#### [WHAT YOU ARE ASKED TO DO]
Begin at the first line below and copy each line exactly, ending with the line where "key can occupy" appears.

#### [ENTRIES PROVIDED]
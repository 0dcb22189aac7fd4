//! Caches of previously established score bounds, keyed by [`Board::key`]
//!
//! A table is a pure optimisation: the search returns the same results
//! with any of the implementations here, including [`DisabledTable`].
//!
//! [`Board::key`]: crate::bitboard::Board::key

use std::sync::{atomic::*, Arc};

use crate::negamax::{MAX_SCORE, MIN_SCORE};
use crate::{HEIGHT, WIDTH};

/// Number of bits a position key can occupy
const KEY_BITS: usize = WIDTH * (HEIGHT + 1);

/// Smallest table for which the slot index and the 32-bit partial key
/// together identify a full key
pub const MIN_TABLE_SIZE: usize = 1 << KEY_BITS.saturating_sub(32);

pub const DEFAULT_TABLE_SIZE: usize = (1 << 23) + 9; // prime value

/// Storage for upper bounds of position scores
pub trait BoundTable {
    /// Records `score` as an upper bound of the position with `key`, replacing any older entry in its slot
    fn store(&mut self, key: u64, score: i32);
    /// The stored upper bound for `key`, if its slot still holds it
    fn lookup(&self, key: u64) -> Option<i32>;
    /// Drops every entry
    fn clear(&mut self);
}

// offset of one to prevent putting a 0, which represents an empty entry
pub fn pack_score(score: i32) -> u8 {
    debug_assert!((MIN_SCORE..=MAX_SCORE).contains(&score));
    (score - MIN_SCORE + 1) as u8
}

pub fn unpack_score(value: u8) -> i32 {
    value as i32 + MIN_SCORE - 1
}

/// Rounds a requested size up to one that keeps partial keys unambiguous
pub fn table_size(requested: usize) -> usize {
    if requested % 2 == 1 && requested >= MIN_TABLE_SIZE {
        return requested;
    }
    let mut size = requested.max(MIN_TABLE_SIZE) | 1;
    while !is_prime(size) {
        size += 2;
    }
    size
}

fn is_prime(n: usize) -> bool {
    if n < 2 {
        return false;
    }
    let mut d = 2;
    while d * d <= n {
        if n % d == 0 {
            return false;
        }
        d += 1;
    }
    true
}

#[derive(Copy, Clone)]
struct Entry {
    key: u32,
    value: u8,
}
impl Entry {
    pub fn new() -> Self {
        Self { key: 0, value: 0 }
    }
}

/// Direct-addressed table with one always-replace slot per index
#[derive(Clone)]
pub struct TranspositionTable {
    entries: Vec<Entry>,
}

impl TranspositionTable {
    pub fn new() -> Self {
        Self::with_size(DEFAULT_TABLE_SIZE)
    }

    /// Creates a table of at least `size` slots, see [`table_size`]
    pub fn with_size(size: usize) -> Self {
        Self {
            entries: vec![Entry::new(); table_size(size)],
        }
    }

    pub fn len(&self) -> usize {
        self.entries.len()
    }

    /// Number of occupied slots
    pub fn occupied(&self) -> usize {
        self.entries.iter().filter(|entry| entry.value != 0).count()
    }
}

impl BoundTable for TranspositionTable {
    fn store(&mut self, key: u64, score: i32) {
        let len = self.entries.len();
        self.entries[key as usize % len] = Entry {
            key: key as u32,
            value: pack_score(score),
        };
    }

    fn lookup(&self, key: u64) -> Option<i32> {
        let entry = self.entries[key as usize % self.entries.len()];
        if entry.value != 0 && entry.key == key as u32 {
            Some(unpack_score(entry.value))
        } else {
            None
        }
    }

    fn clear(&mut self) {
        for entry in self.entries.iter_mut() {
            *entry = Entry::new();
        }
    }
}

impl Default for TranspositionTable {
    fn default() -> Self {
        Self::new()
    }
}

/// A table that never remembers anything
#[derive(Copy, Clone, Default)]
pub struct DisabledTable;

impl BoundTable for DisabledTable {
    fn store(&mut self, _key: u64, _score: i32) {}

    fn lookup(&self, _key: u64) -> Option<i32> {
        None
    }

    fn clear(&mut self) {}
}

/// A table whose clones share storage, for searches running on several threads
///
/// Each slot packs the partial key and the value into a single atomic word,
/// so a reader never sees a key paired with another position's value.
#[derive(Clone)]
pub struct SharedTranspositionTable {
    entries: Arc<Vec<AtomicU64>>,
}

impl SharedTranspositionTable {
    pub fn with_size(size: usize) -> Self {
        let size = table_size(size);
        let mut entries = Vec::with_capacity(size);
        for _ in 0..size {
            entries.push(AtomicU64::new(0));
        }
        Self {
            entries: Arc::new(entries),
        }
    }

    pub fn len(&self) -> usize {
        self.entries.len()
    }
}

impl BoundTable for SharedTranspositionTable {
    fn store(&mut self, key: u64, score: i32) {
        let i = key as usize % self.entries.len();
        let data = ((key as u32 as u64) << 8) | pack_score(score) as u64;
        self.entries[i].store(data, Ordering::Relaxed);
    }

    fn lookup(&self, key: u64) -> Option<i32> {
        let data = self.entries[key as usize % self.entries.len()].load(Ordering::Relaxed);
        let value = data as u8;
        if value != 0 && (data >> 8) as u32 == key as u32 {
            Some(unpack_score(value))
        } else {
            None
        }
    }

    fn clear(&mut self) {
        for entry in self.entries.iter() {
            entry.store(0, Ordering::Relaxed);
        }
    }
}
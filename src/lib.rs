//! An exact solver for the board game 'Connect 4'
//!
//! Positions are encoded as a pair of bitmasks, searched with a negamax
//! alpha-beta search backed by a transposition table, and driven to an
//! exact game value by a sequence of null-window searches.
//!
//! # Basic Usage
//!
//! ```
//! use connect4_solver::{bitboard::Board, solver::Solver};
//!
//!# use std::error::Error;
//!# fn main() -> Result<(), Box<dyn Error>> {
//! let board = Board::from_moves("112233")?;
//! let mut solver = Solver::new();
//! let (best_move, score) = solver.solve(&board, connect4_solver::CELLS);
//!
//! assert_eq!((best_move, score), (Some(3), 18));
//!# Ok(())
//!# }
//! ```

use static_assertions::*;
pub use anyhow;

pub mod threats;

pub mod bitboard;

pub mod transposition_table;

pub mod negamax;

pub mod config;

pub mod solver;

pub mod bot;

pub mod positions;


/// The width of the game board in tiles
pub const WIDTH: usize = 7;

/// The height of the game board in tiles
pub const HEIGHT: usize = 6;

/// The number of playable cells on the board
pub const CELLS: usize = WIDTH * HEIGHT;

// ensure that the given dimensions fit in a u64 for the bitboard representation
const_assert!(WIDTH * (HEIGHT + 1) < 64);
// the table packs scores into a single byte
const_assert!(CELLS < 250);
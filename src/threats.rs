//! Alignment and threat detection over raw bitmasks
//!
//! Every function here is pure: it takes the masks of a position and
//! returns a mask or a flag, so the search can ask about hypothetical
//! positions without building a [`Board`](crate::bitboard::Board).

use crate::{HEIGHT, WIDTH};

pub mod static_masks {
    use crate::{HEIGHT, WIDTH};

    /// One bit at the bottom of every column
    pub const fn bottom_mask() -> u64 {
        let mut mask = 0;
        let mut column = 0;
        while column < WIDTH {
            mask |= 1 << (column * (HEIGHT + 1));
            column += 1;
        }
        mask
    }

    /// Every playable cell, guard bits excluded
    pub const fn full_board_mask() -> u64 {
        bottom_mask() * ((1 << HEIGHT) - 1)
    }
}

/// Bit strides of the four alignment directions: horizontal, both diagonals, vertical
pub const DIRECTIONS: [usize; 4] = [HEIGHT + 1, HEIGHT, HEIGHT + 2, 1];

/// Returns true if `pos` contains four aligned tiles in any direction
pub fn alignment(pos: u64) -> bool {
    for &stride in DIRECTIONS.iter() {
        // mark all runs of 2
        let m = pos & (pos >> stride);
        // check for runs of 2 * (runs of 2)
        if m & (m >> (2 * stride)) != 0 {
            return true;
        }
    }
    false
}

/// Creates a bitmap of the empty squares that would complete an alignment for `side_mask`
pub fn winning_positions(side_mask: u64, full_mask: u64) -> u64 {
    // vertical
    // find the top ends of 3-alignments
    let mut r = (side_mask << 1) & (side_mask << 2) & (side_mask << 3);

    // horizontal and both diagonals share the same pattern with different strides
    for &stride in DIRECTIONS[..3].iter() {
        let mut p = (side_mask << stride) & (side_mask << (2 * stride));
        // find the right ends of 3-alignments
        r |= p & (side_mask << (3 * stride));
        // find holes of the type ...O O _ O...
        r |= p & (side_mask >> stride);

        p = (side_mask >> stride) & (side_mask >> (2 * stride));
        // find the left ends of 3-alignments
        r |= p & (side_mask >> (3 * stride));
        // find holes of the type ...O _ O O...
        r |= p & (side_mask << stride);
    }

    r & (static_masks::full_board_mask() ^ full_mask)
}

/// The lowest empty cell of every column that is not full
pub fn possible(full_mask: u64) -> u64 {
    (full_mask + static_masks::bottom_mask()) & static_masks::full_board_mask()
}

/// Playable cells that do not hand the opponent a win on their next move
///
/// `position` holds the tiles of the side to move and `full_mask` every tile.
/// An empty result means the opponent has more threats than can be blocked,
/// or every playable cell sits under one of their winning cells.
pub fn non_losing_moves(position: u64, full_mask: u64) -> u64 {
    let mut possible_moves = possible(full_mask);
    let opponent_winning_positions = winning_positions(position ^ full_mask, full_mask);
    let forced_moves = possible_moves & opponent_winning_positions;

    if forced_moves != 0 {
        // if more than one forced move exists, you can't prevent the opponent winning
        if forced_moves & (forced_moves - 1) != 0 {
            return 0;
        } else {
            possible_moves = forced_moves
        }
    }
    // avoid playing below an opponent's winning move
    possible_moves & !(opponent_winning_positions >> 1)
}

/// Mask of the playable cells in `column`
pub const fn column_mask(column: usize) -> u64 {
    ((1 << HEIGHT) - 1) << (column * (HEIGHT + 1))
}

/// Mask of the bottom cell of `column`
pub const fn bottom_mask(column: usize) -> u64 {
    1 << (column * (HEIGHT + 1))
}

/// Mask of the top playable cell of `column`
pub const fn top_mask(column: usize) -> u64 {
    1 << (column * (HEIGHT + 1) + (HEIGHT - 1))
}

/// Returns the columns ordered from the middle outwards, as
/// the middle columns are often better moves
pub const fn move_order() -> [usize; WIDTH] {
    let mut move_order = [0; WIDTH];
    let mut i = 0;
    while i < WIDTH {
        move_order[i] = (WIDTH / 2) + (i % 2) * (i / 2 + 1) - (1 - i % 2) * (i / 2);
        i += 1;
    }
    move_order
}
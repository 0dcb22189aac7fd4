//! Entry point for game loops that drive a minimax bot

use log::debug;

use crate::bitboard::Board;
use crate::negamax::{negamax, INFINITE_SCORE};
use crate::solver::Solver;
use crate::transposition_table::{BoundTable, DisabledTable};

/// Picks a column for the player to move
///
/// With `pruning` and the full window `[-INFINITE_SCORE, INFINITE_SCORE)`
/// the position is solved with null-window searches. With `pruning` and a
/// narrower window a single search runs inside that window. Without
/// `pruning` a single full-window search runs without a transposition table.
///
/// The search always scores from the point of view of the player to move;
/// when `maximizing_player` is false the score is negated before returning.
pub fn select_move<T: BoundTable>(
    solver: &mut Solver<T>,
    board: &Board,
    depth: usize,
    alpha: i32,
    beta: i32,
    maximizing_player: bool,
    pruning: bool,
) -> (Option<usize>, i32) {
    let (column, score) = if !pruning {
        negamax(board, depth, -INFINITE_SCORE, INFINITE_SCORE, &mut DisabledTable)
    } else if alpha <= -INFINITE_SCORE && beta >= INFINITE_SCORE {
        solver.solve(board, depth)
    } else {
        solver.negamax(board, depth, alpha, beta)
    };
    debug!(
        "bot picked column {:?} with score {} (pruning: {})",
        column, score, pruning
    );

    if maximizing_player {
        (column, score)
    } else {
        (column, -score)
    }
}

#### [EXERCISE ANSWER]
repository 0dcb22189aac7fd4
//! Caches of previously established score bounds, keyed by [`Board::key`]
//!
//! A table is a pure optimisation: the search returns the same results
//! with any of the implementations here, including [`DisabledTable`].
//!
//! [`Board::key`]: crate::bitboard::Board::key

use std::sync::{atomic::*, Arc};

use crate::negamax::{MAX_SCORE, MIN_SCORE};
use crate::{HEIGHT, WIDTH};

/// Number of bits a position key can occupy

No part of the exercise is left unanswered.